A (barcaça) Jacira tentando desviar dirigia-se para alto mar. Vinte minutos depois, dois tiros de canhão e uma rajada de metralhadora traduziram a intenção de Harro Schacht, o comandante do U-507.”

O submarino aproximou-se e iluminou o barco com um holofote. Três tripulantes (um oficial e dois marinheiros) entraram num bote de borracha e se dirigiram ao veleiro.

“Subiram e apontaram as Lugers (pistolas automáticas) e falaram sem que fossem entendidos... apontaram as armas para os tripulantes e os empurraram até o bote da Jacira indicando por sinais que deveriam pô-lo na água e embarcarem. O mestre implorou, sem que entendessem, dizendo que aquele barco era seu ganha-pão...  Embarcaram e se afastaram em direção à terra.”

Tripulantes do submarino subiram no barco aprisionado e levaram frutas e mantimentos frescos. Depois de meia hora remando, os assustados brasileiros  viram as chamas e ouviram o barulho de explosões. Como o veleiro era frágil e de pequeno porte, não merecia o desperdício de alguns torpedos.  O velho Jacira foi estilhaçado com cargas de explosivos e tiros e canhão.

“Mestre Norberto não resistiu e chorou copiosamente”.

No meio da  manhã do dia 19, o bote com os sobreviventes chegou à praia de Serra Grande, a 15km ao sul de Itacaré. Só no dia seguinte conseguiram que um caminhão os levasse até Santo Antônio de Jesus, onde puderam transmitir para Salvador (via telégrafo da linha férrea) o relato do acontecido.

A Folha da Manhã (jornal precursor da atual Folha de São Paulo) de 22 de agosto destacou a notícia, distribuída pela Agência Nacional:

“O Sr. Edson Rocha, de Belmonte, Baía, telegrafou ao Presidente da República nos seguintes termos: Submarinos facínoras puseram a pique, hoje, a única embarcação de meu pai, de 86 toneladas, à vela, defronte a Itacaré, e também o único meio de subsistência. Deponho o caso nas mãos de V.Exa., confiante na solução das medidas que partirão de V. Exa. A quem hipoteco minha solidariedade.”

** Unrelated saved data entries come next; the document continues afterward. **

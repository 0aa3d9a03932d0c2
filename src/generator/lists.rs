//! List fragments for index pages

use chrono::NaiveDate;

use crate::content::ContentRecord;
use crate::helpers::{escape_html, link_to, time_tag};

/// Year-grouped post list
///
/// The year label is printed on the first record of each run of equal years
/// and left empty on the rest, so the column lines up.
pub fn post_list(records: &[ContentRecord]) -> String {
    let mut html = String::from("<ul class=\"post-list\">\n");
    let mut current_year: Option<String> = None;

    for record in records {
        let year = record.year();
        let label = if current_year.as_deref() == Some(year.as_str()) {
            String::new()
        } else {
            current_year = Some(year.clone());
            year
        };

        html.push_str(&format!(
            "    <li>\n        <span class=\"year\">{}</span>\n        <span class=\"title\">{}</span>\n    </li>\n",
            label,
            link_to(&record.url, &record.title)
        ));
    }

    html.push_str("</ul>");
    html
}

/// Works list with an item count footer
pub fn works_list(
    records: &[ContentRecord],
    show_dates: bool,
    count_label: &str,
    today: &NaiveDate,
) -> String {
    let mut html = String::from("<ul class=\"works-list\">\n");

    for record in records {
        let transliterated = match record.meta("title_transliterated") {
            "" => String::new(),
            t => format!(
                "<span class=\"work-transliterated\">{}</span>",
                escape_html(t)
            ),
        };

        let date = if show_dates {
            format!(
                "\n      <span class=\"work-date\">\n        {}\n      </span>",
                time_tag(&record.date, today)
            )
        } else {
            String::new()
        };

        html.push_str(&format!(
            "  <li>\n    <a href=\"{}\">\n      <span class=\"work-title\">{}</span>\n      {}{}\n    </a>\n  </li>\n",
            escape_html(&record.url),
            escape_html(&record.title),
            transliterated,
            date
        ));
    }

    html.push_str("</ul>\n");
    html.push_str(&format!(
        "<p class=\"works-count\">{} {}</p>",
        records.len(),
        escape_html(count_label)
    ));
    html
}

#[cfg(test)]
mod tests {
    use super::*;
    use crate::content::{CollectionDefaults, FrontMatter};
    use std::path::Path;

    fn today() -> NaiveDate {
        NaiveDate::from_ymd_opt(2025, 7, 1).unwrap()
    }

    fn record(slug: &str, front: &str) -> ContentRecord {
        let defaults = CollectionDefaults::new("blog", today());
        let content = format!("---\n{}\n---\nbody", front);
        let (fm, body) = FrontMatter::parse(&content);
        ContentRecord::from_parts(Path::new(&format!("{}.md", slug)), fm, body, &defaults)
    }

    fn year_labels(html: &str) -> Vec<&str> {
        html.split("<span class=\"year\">")
            .skip(1)
            .map(|s| s.split("</span>").next().unwrap())
            .collect()
    }

    #[test]
    fn test_same_year_label_once() {
        let records = vec![
            record("a", "date: 2025-06-01"),
            record("b", "date: 2025-01-01"),
        ];
        assert_eq!(year_labels(&post_list(&records)), vec!["2025", ""]);
    }

    #[test]
    fn test_year_boundary_labels_both() {
        let records = vec![
            record("a", "date: 2025-06-01"),
            record("b", "date: 2024-01-01"),
        ];
        assert_eq!(year_labels(&post_list(&records)), vec!["2025", "2024"]);
    }

    #[test]
    fn test_post_list_escapes_titles() {
        let records = vec![record("x", "title: <b>bold</b>\ndate: 2025-01-01")];
        let html = post_list(&records);
        assert!(html.contains("<a href=\"/blog/x\">&lt;b&gt;bold&lt;/b&gt;</a>"));
        assert!(html.starts_with("<ul class=\"post-list\">"));
        assert!(html.ends_with("</ul>"));
    }

    #[test]
    fn test_empty_post_list() {
        assert_eq!(post_list(&[]), "<ul class=\"post-list\">\n</ul>");
    }

    #[test]
    fn test_works_list_with_dates_and_transliteration() {
        let records = vec![
            record("selam", "title: ሰላም\ntitle_transliterated: Selam\ndate: 2025-06-30"),
            record("other", "date: 2025-06-01"),
        ];
        let html = works_list(&records, true, "ወጎች", &today());
        assert!(html.contains("<span class=\"work-title\">ሰላም</span>"));
        assert!(html.contains("<span class=\"work-transliterated\">Selam</span>"));
        assert!(html.contains(
            "<time datetime=\"2025-06-30\" title=\"June 30, 2025\">yesterday</time>"
        ));
        assert!(html.ends_with("<p class=\"works-count\">2 ወጎች</p>"));
    }

    #[test]
    fn test_works_list_without_dates() {
        let records = vec![record("a", "date: 2025-06-01")];
        let html = works_list(&records, false, "ቅኔዎች", &today());
        assert!(!html.contains("<time"));
        assert!(!html.contains("work-transliterated"));
        assert!(html.contains("1 ቅኔዎች"));
    }
}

Mas mestre Norberto não teve muita sorte.  No inquérito instaurado pela Marinha foram comprovadas algumas irregularidades na embarcação e ele acabou sendo punido pela Capitania dos Portos da Bahia. Principalmente porque, entre os seis sobreviventes do Jacira, um deles viajava como passageiro clandestino.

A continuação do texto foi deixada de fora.